Colloque du Centre Thucydide, 11 et 12 mai 2023 

Date limite de l’appel à communications : 3 mars 2023  

Le retour de la guerre interétatique sur le continent européen a replacé les questions de défense au cœur du débat politique européen. Le monde académique peut et doit prendre sa part, en toute indépendance, à ces questionnements pluridisciplinaires consacrés aux phénomènes guerriers. Né dans les premières années de la Guerre froide, le champ des études stratégiques s’est attaché à dépasser les frontières disciplinaires pour tenter de proposer les ressources et les grilles de compréhension nécessaires à l’analyse de la guerre, ce « fait social total ». Désignées comme l’étude des « effets des instruments de force dans les relations internationales » (Buzan 2007), les études stratégiques ne constituent pas un ensemble homogène, tant la définition de ce champ d’études est l’objet de controverse. Ces dernières sont parfois entendues comme le pendant francophone des War Studies, c’est-à-dire « l’étude de la guerre et de sa conduite en tant que praxis » (Henrotin, Schmitt et Taillat 2015). Elles peuvent être étendues aux Military Studies, c’est-à-dire à l’étude « du monde militaire lui-même, souvent sous l’angle sociopolitique » (idem). Parallèlement, existent également les études sur la paix ou irénologie, « centrée sur les facteurs conduisant à la paix ou à son maintien » (idem. p.15) ou par les études de sécurité, qui s’intéressent davantage à la sécurité qu’aux conflits. Les frontières entre ces ensembles sont en réalité extrêmement poreuses (Jeangène Vilmer 2017). En somme, les études stratégiques sont éminemment polysémiques. Ainsi, on n’imposera aucune définition concrète aux participants en les laissant se positionner eux-mêmes en la matière.

Les études stratégiques ne peuvent être réduites à la praxis des stratèges, qui en disposent comme d’un ensemble de ressources intellectuelles en vue de préparer la conduite du combat, ce qui relève d’une tout autre logique. Cet art stratégique ne peut être négligé (Coutau-Bégarie 2011), mais les études stratégiques sont bien plus larges, considérant la guerre comme « fait social total », à l’intersection de l’ensemble des sciences humaines et sociales, dont l’histoire, la science politique, l’économie, le droit, la sociologie, l’anthropologie, la géographie, etc. Cette liste ne saurait être exhaustive. Les sciences informatiques sont par exemple de plus en plus mobilisées par les études stratégiques, afin de comprendre les enjeux liés au cyber (Harknett et Smeets 2022). Si le fait terroriste reste au cœur des études stratégiques (Neumann et Smith 2005), le retour de la compétition de puissances recentre les études stratégiques sur la « haute intensité » (Caverley et Dombrowski 2020).
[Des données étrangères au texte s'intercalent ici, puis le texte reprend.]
//! Configuration for the sync engine.

use foliodb_sync_protocol::ConflictPolicy;
use std::time::Duration;

/// Configuration for a replicator.
#[derive(Debug, Clone)]
pub struct SyncConfig {
    /// Base URL of the sync server, without credentials.
    pub server_url: String,
    /// Stable client identity, a UUID string.
    pub client_id: String,
    /// Maximum batch size for pull requests.
    pub pull_batch_size: u32,
    /// Maximum batch size for push requests.
    pub push_batch_size: u32,
    /// Retry behavior for transient failures.
    pub retry: RetryConfig,
    /// Interval between cycles for continuous replication.
    pub sync_interval: Duration,
    /// How long a finished one-shot sync keeps reporting its outcome
    /// before the status reads idle again.
    pub status_hold: Duration,
    /// How divergent writes are resolved.
    pub conflict_policy: ConflictPolicy,
    /// Request timeout.
    pub timeout: Duration,
}

impl SyncConfig {
    /// Creates a configuration for the given server and client identity.
    pub fn new(server_url: impl Into<String>, client_id: impl Into<String>) -> Self {
        Self {
            server_url: server_url.into(),
            client_id: client_id.into(),
            pull_batch_size: 100,
            push_batch_size: 100,
            retry: RetryConfig::default(),
            sync_interval: Duration::from_secs(30),
            status_hold: Duration::from_secs(3),
            conflict_policy: ConflictPolicy::default(),
            timeout: Duration::from_secs(30),
        }
    }

    /// Sets the pull batch size.
    #[must_use]
    pub fn with_pull_batch_size(mut self, size: u32) -> Self {
        self.pull_batch_size = size;
        self
    }

    /// Sets the push batch size.
    #[must_use]
    pub fn with_push_batch_size(mut self, size: u32) -> Self {
        self.push_batch_size = size;
        self
    }

    /// Sets the retry configuration.
    #[must_use]
    pub fn with_retry(mut self, retry: RetryConfig) -> Self {
        self.retry = retry;
        self
    }

    /// Sets the continuous replication interval.
    #[must_use]
    pub fn with_sync_interval(mut self, interval: Duration) -> Self {
        self.sync_interval = interval;
        self
    }

    /// Sets how long one-shot outcomes stay visible.
    #[must_use]
    pub fn with_status_hold(mut self, hold: Duration) -> Self {
        self.status_hold = hold;
        self
    }

    /// Sets the conflict policy.
    #[must_use]
    pub fn with_conflict_policy(mut self, policy: ConflictPolicy) -> Self {
        self.conflict_policy = policy;
        self
    }

    /// Sets the request timeout.
    #[must_use]
    pub fn with_timeout(mut self, timeout: Duration) -> Self {
        self.timeout = timeout;
        self
    }
}

/// Configuration for retry behavior.
#[derive(Debug, Clone)]
pub struct RetryConfig {
    /// Maximum number of attempts, including the first.
    pub max_attempts: u32,
    /// Delay before the second attempt.
    pub initial_delay: Duration,
    /// Upper bound on the delay between attempts.
    pub max_delay: Duration,
    /// Multiplier for exponential backoff.
    pub backoff_multiplier: f64,
    /// Whether to add jitter to delays.
    pub add_jitter: bool,
}

impl RetryConfig {
    /// Creates a retry configuration with the given attempt budget.
    pub fn new(max_attempts: u32) -> Self {
        Self {
            max_attempts,
            initial_delay: Duration::from_millis(100),
            max_delay: Duration::from_secs(30),
            backoff_multiplier: 2.0,
            add_jitter: true,
        }
    }

    /// Creates a configuration that never retries.
    pub fn no_retry() -> Self {
        Self {
            max_attempts: 1,
            initial_delay: Duration::ZERO,
            max_delay: Duration::ZERO,
            backoff_multiplier: 1.0,
            add_jitter: false,
        }
    }

    /// Sets the initial delay.
    #[must_use]
    pub fn with_initial_delay(mut self, delay: Duration) -> Self {
        self.initial_delay = delay;
        self
    }

    /// Sets the maximum delay.
    #[must_use]
    pub fn with_max_delay(mut self, delay: Duration) -> Self {
        self.max_delay = delay;
        self
    }

    /// Sets the backoff multiplier.
    #[must_use]
    pub fn with_backoff_multiplier(mut self, multiplier: f64) -> Self {
        self.backoff_multiplier = multiplier;
        self
    }

    /// Calculates the delay before the given attempt (0-indexed).
    pub fn delay_for_attempt(&self, attempt: u32) -> Duration {
        if attempt == 0 {
            return Duration::ZERO;
        }

        let base = self.initial_delay.as_secs_f64()
            * self.backoff_multiplier.powi(attempt.saturating_sub(1) as i32);
        let capped = base.min(self.max_delay.as_secs_f64());

        if self.add_jitter {
            // Up to 25% jitter, without pulling in an RNG dependency.
            let jitter = capped * 0.25 * clock_jitter();
            Duration::from_secs_f64(capped + jitter)
        } else {
            Duration::from_secs_f64(capped)
        }
    }
}

impl Default for RetryConfig {
    fn default() -> Self {
        Self::new(3)
    }
}

fn clock_jitter() -> f64 {
    use std::time::SystemTime;
    let nanos = SystemTime::now()
        .duration_since(SystemTime::UNIX_EPOCH)
        .unwrap_or_default()
        .subsec_nanos();
    (nanos % 1000) as f64 / 1000.0
}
Rattaché à l’Université Paris-Panthéon-Assas, le Centre Thucydide est consacré à la recherche en relations internationales, en justice pénale internationale et en paix et sécurité internationales. Il s’ouvre désormais aux études stratégiques et décide d’y consacrer le premier colloque de son pôle, les 11 et 12 mai 2023. Ouvert à tous les chercheurs, ce colloque vise à interroger les études stratégiques dans leur diversité afin d’en explorer le champ, les espaces et les sujets. Il a pour objectif de questionner ce que sont les études stratégiques en menant une réflexion commune sur les défis théoriques, épistémologiques et empiriques auxquels elles font face. Pour ce faire, le Centre Thucydide souhaite rassembler des chercheurs de l’ensemble des disciplines explorant les études stratégiques.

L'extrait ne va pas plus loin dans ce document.